“Captain, stay your hand. I know you are trying to decide whether we will really throw out the oars and all die rather than let you kill some of us now and maybe the rest later. I have a better proposition for us all”
“We all want to live. We all want economic security for ourselves and our families that we left back home. We don’t have enough rations to all make it. We need at least 10 days of 6 strong rowers and 1 bailer to make it back. Here is my proposition.”
“First, we agree to share the treasure equally. Second, we select the 7 strongest rowers/bailers among the crew and the officers. They will take full rations for 10 days. You captain will take half rations, still above subsistence, so that you can navigate for the remainder of the trip. The remaining 6 of us among the officers and crew will take one sixth of the rations brought by that accursed dolphin, this will be below subsistence. We will all take a blood oath that if any get back alive they will deliver the treasure share of each of those that died to the deceased’s family, swearing in the name of God may their own family die of the plague if they break this oath. We six will lie down and conserve our strength, hoping that another ship shows up or some other miracle occurs, knowing that rather than die senselessly, we are at least laying down our lives for the good of our loved ones”
Lifeboat Big Three
There is still enough remaining value in each of the big three automakers that a similar strategy is potentially feasible. The value of the brands plus the design, production, supply chain, distribution system capabilities is large, just not as large as that of the debt accumulated by their owners. If the debt burden is resolved through the courts in the usual way, someone will acquire the bulk of the assets in pieces and make again profitable businesses from them. If the passengers can’t agree on a solution, someone will track down the drifting or sunk lifeboat after they all die and recover what is left of the treasure.
It still may be possible to avoid the looming outcomes and align incentives for all constituencies to win or lose together based on the future value of the company.

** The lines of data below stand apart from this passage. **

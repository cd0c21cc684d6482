use anyhow::{Context, Result};
use reqwest::Client;
use serde::{Deserialize, Serialize};
use serde_json::{json, Value};
use std::time::{Duration, Instant};
use time::OffsetDateTime;

use crate::core::config::Settings;
use crate::db::models::{Question, QuestionOption, Quiz};
use crate::db::types::QuestionKind;
use crate::services::scoring::{GradedAnswer, Score};

const INSIGHT_SYSTEM_PROMPT: &str = r#"You are an experienced teacher reviewing a student's graded quiz attempt.
Analyze the graded answers and produce constructive feedback.

Response format (strict JSON):
{
  "strengths": ["topic or skill the student handled well"],
  "weaknesses": ["topic or skill the student struggled with"],
  "recommendations": ["concrete next step for the student"],
  "detailed_analysis": "a few paragraphs of analysis"
}
"#;

const GENERATION_SYSTEM_PROMPT: &str = r#"You are an expert quiz author.
Produce quiz questions as strict JSON:
{
  "questions": [
    {
      "kind": "multiple-choice" | "true-false" | "short-answer" | "essay",
      "prompt": "question text",
      "options": [{"text": "option text", "is_correct": true}],
      "correct_answer": "expected answer for non-multiple-choice kinds, else null",
      "points": <number>
    }
  ]
}
Multiple-choice questions must have exactly one option flagged correct.
"#;

#[derive(Debug, Clone, Serialize, Deserialize)]
pub(crate) struct AiInsights {
    pub(crate) strengths: Vec<String>,
    pub(crate) weaknesses: Vec<String>,
    pub(crate) recommendations: Vec<String>,
    pub(crate) detailed_analysis: String,
    #[serde(rename = "_metadata", skip_serializing_if = "Option::is_none")]
    pub(crate) metadata: Option<Value>,
}

#[derive(Debug, Clone, Serialize, Deserialize)]
pub(crate) struct GeneratedQuestion {
    pub(crate) kind: QuestionKind,
    pub(crate) prompt: String,
    #[serde(default)]
    pub(crate) options: Vec<QuestionOption>,
    #[serde(default)]
    pub(crate) correct_answer: Option<String>,
    pub(crate) points: f64,
}

#[derive(Debug, Clone)]
pub(crate) struct AiReviewService {
    client: Client,
    api_key: String,
    base_url: String,
    model: String,
    max_tokens: u32,
}

impl AiReviewService {
    pub(crate) fn from_settings(settings: &Settings) -> Result<Self> {
        let timeout = Duration::from_secs(settings.ai().ai_request_timeout);
        let client = Client::builder()
            .connect_timeout(Duration::from_secs(30))
            .timeout(timeout)
            .build()
            .context("Failed to build HTTP client")?;

        Ok(Self {
            client,
            api_key: settings.ai().openai_api_key.clone(),
            base_url: settings.ai().openai_base_url.trim_end_matches('/').to_string(),
            model: settings.ai().ai_model.clone(),
            max_tokens: settings.ai().ai_max_tokens,
        })
    }

    pub(crate) async fn evaluate_submission(
        &self,
        quiz: &Quiz,
        questions: &[Question],
        graded: &[GradedAnswer],
        score: &Score,
    ) -> Result<AiInsights> {
        let started_at = OffsetDateTime::now_utc();
        let timer = Instant::now();

        let user_prompt = format!(
            "Quiz: {}\n\nQuestions:\n{}\n\nGraded answers:\n{}\n\nFinal score: {} points, {}%, grade {}.\n\nReview the attempt and respond in the JSON format from the system prompt.",
            quiz.title,
            serde_json::to_string_pretty(questions).unwrap_or_default(),
            serde_json::to_string_pretty(graded).unwrap_or_default(),
            score.total,
            score.percentage,
            score.grade.as_str(),
        );

        let (mut result, body) = self.chat(INSIGHT_SYSTEM_PROMPT, &user_prompt).await?;

        let elapsed = timer.elapsed().as_secs_f64();
        let completed_at = OffsetDateTime::now_utc();
        let tokens_used = body
            .get("usage")
            .and_then(|usage| usage.get("total_tokens"))
            .and_then(|value| value.as_u64());

        result["_metadata"] = json!({
            "request_started_at": started_at.format(&time::format_description::well_known::Rfc3339).unwrap_or_default(),
            "request_completed_at": completed_at.format(&time::format_description::well_known::Rfc3339).unwrap_or_default(),
            "duration_seconds": elapsed,
            "tokens_used": tokens_used,
            "model": self.model,
        });

        tracing::info!(
            quiz_id = %quiz.id,
            duration_seconds = elapsed,
            tokens_used = tokens_used,
            "AI insight completed"
        );

        serde_json::from_value(result).context("Failed to parse AI insights")
    }

    pub(crate) async fn generate_questions_from_text(
        &self,
        text: &str,
        count: u32,
    ) -> Result<Vec<GeneratedQuestion>> {
        let user_prompt = format!(
            "Source material:\n{text}\n\nGenerate {count} questions covering this material.\nRespond in the JSON format from the system prompt."
        );
        self.generate(&user_prompt).await
    }

    pub(crate) async fn generate_practice_quiz(
        &self,
        subject: &str,
        difficulty: &str,
        count: u32,
    ) -> Result<Vec<GeneratedQuestion>> {
        let user_prompt = format!(
            "Generate {count} practice questions on \"{subject}\" at {difficulty} difficulty.\nRespond in the JSON format from the system prompt."
        );
        self.generate(&user_prompt).await
    }

    async fn generate(&self, user_prompt: &str) -> Result<Vec<GeneratedQuestion>> {
        let (result, _) = self.chat(GENERATION_SYSTEM_PROMPT, user_prompt).await?;
        let questions = result
            .get("questions")
            .cloned()
            .context("Missing questions in AI response")?;
        serde_json::from_value(questions).context("Failed to parse generated questions")
    }

    async fn chat(&self, system_prompt: &str, user_prompt: &str) -> Result<(Value, Value)> {
        let payload = json!({
            "model": self.model,
            "messages": [
                {"role": "system", "content": system_prompt},
                {"role": "user", "content": user_prompt}
            ],
            "max_completion_tokens": self.max_tokens,
            "response_format": {"type": "json_object"}
        });

        let url = format!("{}/chat/completions", self.base_url);
        let mut last_error = None;
        let mut body = Value::Null;

        for attempt in 0..=3 {
            let response =
                self.client.post(&url).bearer_auth(&self.api_key).json(&payload).send().await;

            match response {
                Ok(resp) => {
                    let status = resp.status();
                    body = resp.json().await.unwrap_or(Value::Null);
                    if status.is_success() {
                        last_error = None;
                        break;
                    }
                    last_error = Some(anyhow::anyhow!("OpenAI API error: {body}"));
                }
                Err(err) => {
                    last_error = Some(anyhow::anyhow!(err).context("Failed to call OpenAI API"));
                }
            }

            if attempt < 3 {
                tokio::time::sleep(Duration::from_secs(2_u64.pow(attempt as u32))).await;
            }
        }

        if let Some(err) = last_error {
            return Err(err);
        }

        let content = body
            .get("choices")
            .and_then(|choices| choices.get(0))
            .and_then(|choice| choice.get("message"))
            .and_then(|message| message.get("content"))
            .and_then(|value| value.as_str())
            .context("Missing OpenAI response content")?;

        let result: Value = serde_json::from_str(content).context("Failed to parse AI JSON")?;
        Ok((result, body))
    }
}

#[cfg(test)]
mod tests {
    use super::*;

    #[test]
    fn insights_parse_from_model_output() {
        let raw = json!({
            "strengths": ["algebra"],
            "weaknesses": ["geometry"],
            "recommendations": ["practice proofs"],
            "detailed_analysis": "Solid overall."
        });

        let insights: AiInsights = serde_json::from_value(raw).unwrap();
        assert_eq!(insights.strengths, vec!["algebra"]);
        assert!(insights.metadata.is_none());
    }

    #[test]
    fn generated_questions_parse_with_defaults() {
        let raw = json!([
            {
                "kind": "multiple-choice",
                "prompt": "Pick one",
                "options": [
                    {"text": "A", "is_correct": true},
                    {"text": "B", "is_correct": false}
                ],
                "points": 2.0
            },
            {"kind": "essay", "prompt": "Discuss", "points": 10.0}
        ]);

        let questions: Vec<GeneratedQuestion> = serde_json::from_value(raw).unwrap();
        assert_eq!(questions.len(), 2);
        assert_eq!(questions[0].options.len(), 2);
        assert!(questions[1].options.is_empty());
        assert!(questions[1].correct_answer.is_none());
    }
}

1) Define a new business plan that will make the company competitive again if the payroll, healthcare and legacy costs could be resolved. Such a plan will certainly need to dismantle the elements of the adversarial union/management work rules and job descriptions as well as significantly reduce the ratio of management pay to worker pay. Compensation plans for all will need to be tied heavily to meaningful long term enterprise value metrics. The plan must be sufficiently persuasive to win support of the management, the union, the board, the creditors and vendor base as well as of Congress.

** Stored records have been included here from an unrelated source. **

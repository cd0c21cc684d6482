use serde::{Deserialize, Serialize};
use sqlx::Type;

#[derive(Debug, Clone, Copy, PartialEq, Eq, Serialize, Deserialize, Type)]
#[serde(rename_all = "lowercase")]
#[sqlx(type_name = "userrole", rename_all = "lowercase")]
pub(crate) enum UserRole {
    Admin,
    Teacher,
    Student,
}

#[derive(Debug, Clone, Copy, PartialEq, Eq, Serialize, Deserialize, Type)]
#[serde(rename_all = "lowercase")]
#[sqlx(type_name = "quizstatus", rename_all = "lowercase")]
pub(crate) enum QuizStatus {
    Draft,
    Published,
    Archived,
}

#[derive(Debug, Clone, Copy, PartialEq, Eq, Serialize, Deserialize, Type)]
#[serde(rename_all = "kebab-case")]
#[sqlx(type_name = "questionkind", rename_all = "snake_case")]
pub(crate) enum QuestionKind {
    MultipleChoice,
    TrueFalse,
    ShortAnswer,
    Essay,
}

#[derive(Debug, Clone, Copy, PartialEq, Eq, Serialize, Deserialize, Type)]
#[serde(rename_all = "snake_case")]
#[sqlx(type_name = "submissionstatus", rename_all = "snake_case")]
pub(crate) enum SubmissionStatus {
    InProgress,
    Submitted,
    Evaluated,
}

#[derive(Debug, Clone, Copy, PartialEq, Eq, Serialize, Deserialize, Type)]
#[serde(rename_all = "lowercase")]
#[sqlx(type_name = "revaluationstatus", rename_all = "lowercase")]
pub(crate) enum RevaluationStatus {
    Pending,
    Approved,
    Denied,
}

#[derive(Debug, Clone, Copy, PartialEq, Eq, Serialize, Deserialize, Type)]
#[serde(rename_all = "lowercase")]
#[sqlx(type_name = "competitionstatus", rename_all = "lowercase")]
pub(crate) enum CompetitionStatus {
    Draft,
    Active,
    Completed,
}

#[derive(Debug, Clone, Copy, PartialEq, Eq, Serialize, Deserialize, Type)]
#[serde(rename_all = "lowercase")]
#[sqlx(type_name = "participantstatus", rename_all = "lowercase")]
pub(crate) enum ParticipantStatus {
    Registered,
    Participated,
}
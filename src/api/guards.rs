use async_trait::async_trait;
use axum::extract::FromRequestParts;
use axum::http::{header, request::Parts};

use crate::api::errors::ApiError;
use crate::core::{security, state::AppState};
use crate::db::models::User;
use crate::db::types::UserRole;
use crate::repositories;

pub(crate) struct CurrentUser(pub(crate) User);
/// A teacher or an admin.
pub(crate) struct CurrentStaff(pub(crate) User);
pub(crate) struct CurrentAdmin(pub(crate) User);

async fn authenticate(parts: &Parts, state: &AppState) -> Result<User, ApiError> {
    let token = parts
        .headers
        .get(header::AUTHORIZATION)
        .and_then(|value| value.to_str().ok())
        .and_then(|value| value.strip_prefix("Bearer "))
        .ok_or(ApiError::Unauthorized("Invalid authentication credentials"))?;

    let claims = security::verify_token(token, state.settings())
        .map_err(|_| ApiError::Unauthorized("Invalid authentication credentials"))?;

    let user = repositories::users::find_by_id(state.db(), &claims.sub)
        .await
        .map_err(|e| ApiError::internal(e, "Failed to load user"))?
        .ok_or(ApiError::Unauthorized("User not found"))?;

    if !user.is_active {
        return Err(ApiError::Unauthorized("Invalid authentication credentials"));
    }

    Ok(user)
}

#[async_trait]
impl FromRequestParts<AppState> for CurrentUser {
    type Rejection = ApiError;

    async fn from_request_parts(
        parts: &mut Parts,
        state: &AppState,
    ) -> Result<Self, Self::Rejection> {
        authenticate(parts, state).await.map(CurrentUser)
    }
}

#[async_trait]
impl FromRequestParts<AppState> for CurrentStaff {
    type Rejection = ApiError;

    async fn from_request_parts(
        parts: &mut Parts,
        state: &AppState,
    ) -> Result<Self, Self::Rejection> {
        let user = authenticate(parts, state).await?;

        if matches!(user.role, UserRole::Teacher | UserRole::Admin) {
            Ok(CurrentStaff(user))
        } else {
            Err(ApiError::Forbidden("Teacher access required"))
        }
    }
}

#[async_trait]
impl FromRequestParts<AppState> for CurrentAdmin {
    type Rejection = ApiError;

    async fn from_request_parts(
        parts: &mut Parts,
        state: &AppState,
    ) -> Result<Self, Self::Rejection> {
        let user = authenticate(parts, state).await?;

        if user.role == UserRole::Admin {
            Ok(CurrentAdmin(user))
        } else {
            Err(ApiError::Forbidden("Admin access required"))
        }
    }
}
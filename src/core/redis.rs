use std::sync::Arc;

use redis::aio::ConnectionManager;
use redis::{cmd, Client, RedisError};
use tokio::sync::RwLock;

/// Shared Redis connection. Every operation degrades gracefully when
/// the connection is absent: rate limits allow, cache reads miss,
/// cache writes are dropped.
#[derive(Clone)]
pub(crate) struct RedisHandle {
    url: String,
    manager: Arc<RwLock<Option<ConnectionManager>>>,
}

#[derive(Debug, Clone)]
pub(crate) enum RedisHealth {
    Healthy,
    Disconnected,
    Unhealthy(String),
}

impl RedisHandle {
    pub(crate) fn new(url: String) -> Self {
        Self { url, manager: Arc::new(RwLock::new(None)) }
    }

    pub(crate) async fn connect(&self) -> Result<(), RedisError> {
        let client = Client::open(self.url.clone())?;
        let manager = ConnectionManager::new(client).await?;
        *self.manager.write().await = Some(manager);
        Ok(())
    }

    pub(crate) async fn disconnect(&self) {
        *self.manager.write().await = None;
    }

    async fn live_manager(&self) -> Option<ConnectionManager> {
        self.manager.read().await.clone()
    }

    pub(crate) async fn health(&self) -> RedisHealth {
        let Some(mut manager) = self.live_manager().await else {
            return RedisHealth::Disconnected;
        };

        match cmd("PING").query_async::<_, String>(&mut manager).await {
            Ok(_) => RedisHealth::Healthy,
            Err(err) => RedisHealth::Unhealthy(err.to_string()),
        }
    }

    /// Fixed-window counter; returns false once the window is over the
    /// limit. Allows everything while Redis is down.
    pub(crate) async fn rate_limit(
        &self,
        key: &str,
        limit: u64,
        window_seconds: u64,
    ) -> Result<bool, RedisError> {
        let Some(mut manager) = self.live_manager().await else {
            return Ok(true);
        };

        let script = redis::Script::new(
            r#"
            local current = redis.call("INCR", KEYS[1])
            if current == 1 then
                redis.call("EXPIRE", KEYS[1], ARGV[1])
            end
            return current
        "#,
        );

        let current: i64 =
            script.key(key).arg(window_seconds as i64).invoke_async(&mut manager).await?;

        Ok(current <= limit as i64)
    }

    /// Read a cached JSON blob. Returns None when the cache is down or cold.
    pub(crate) async fn cache_get(&self, key: &str) -> Option<String> {
        let mut manager = self.live_manager().await?;

        match cmd("GET").arg(key).query_async::<_, Option<String>>(&mut manager).await {
            Ok(value) => value,
            Err(err) => {
                tracing::warn!(error = %err, key, "Cache read failed");
                None
            }
        }
    }

    pub(crate) async fn cache_set(&self, key: &str, value: &str, ttl_seconds: u64) {
        let Some(mut manager) = self.live_manager().await else {
            return;
        };

        if let Err(err) = cmd("SET")
            .arg(key)
            .arg(value)
            .arg("EX")
            .arg(ttl_seconds)
            .query_async::<_, ()>(&mut manager)
            .await
        {
            tracing::warn!(error = %err, key, "Cache write failed");
        }
    }

    pub(crate) async fn cache_invalidate(&self, key: &str) {
        let Some(mut manager) = self.live_manager().await else {
            return;
        };

        if let Err(err) = cmd("DEL").arg(key).query_async::<_, ()>(&mut manager).await {
            tracing::warn!(error = %err, key, "Cache invalidation failed");
        }
    }
}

2) Calculate the reductions in payroll and legacy costs needed to make the company sufficiently cash flow positive to fund the investments needed in the business plan. Hopefully focusing whatever the congressional hybrid dolphin is willing to disgorge on design/retooling and infrastructure requirements needed to convert to electric and other viable fuel system vehicle production.
3) Convert sufficient legacy costs and RIF payments and the NPV of payroll reductions to equity proxies of some kind in order to enable funding the business plan.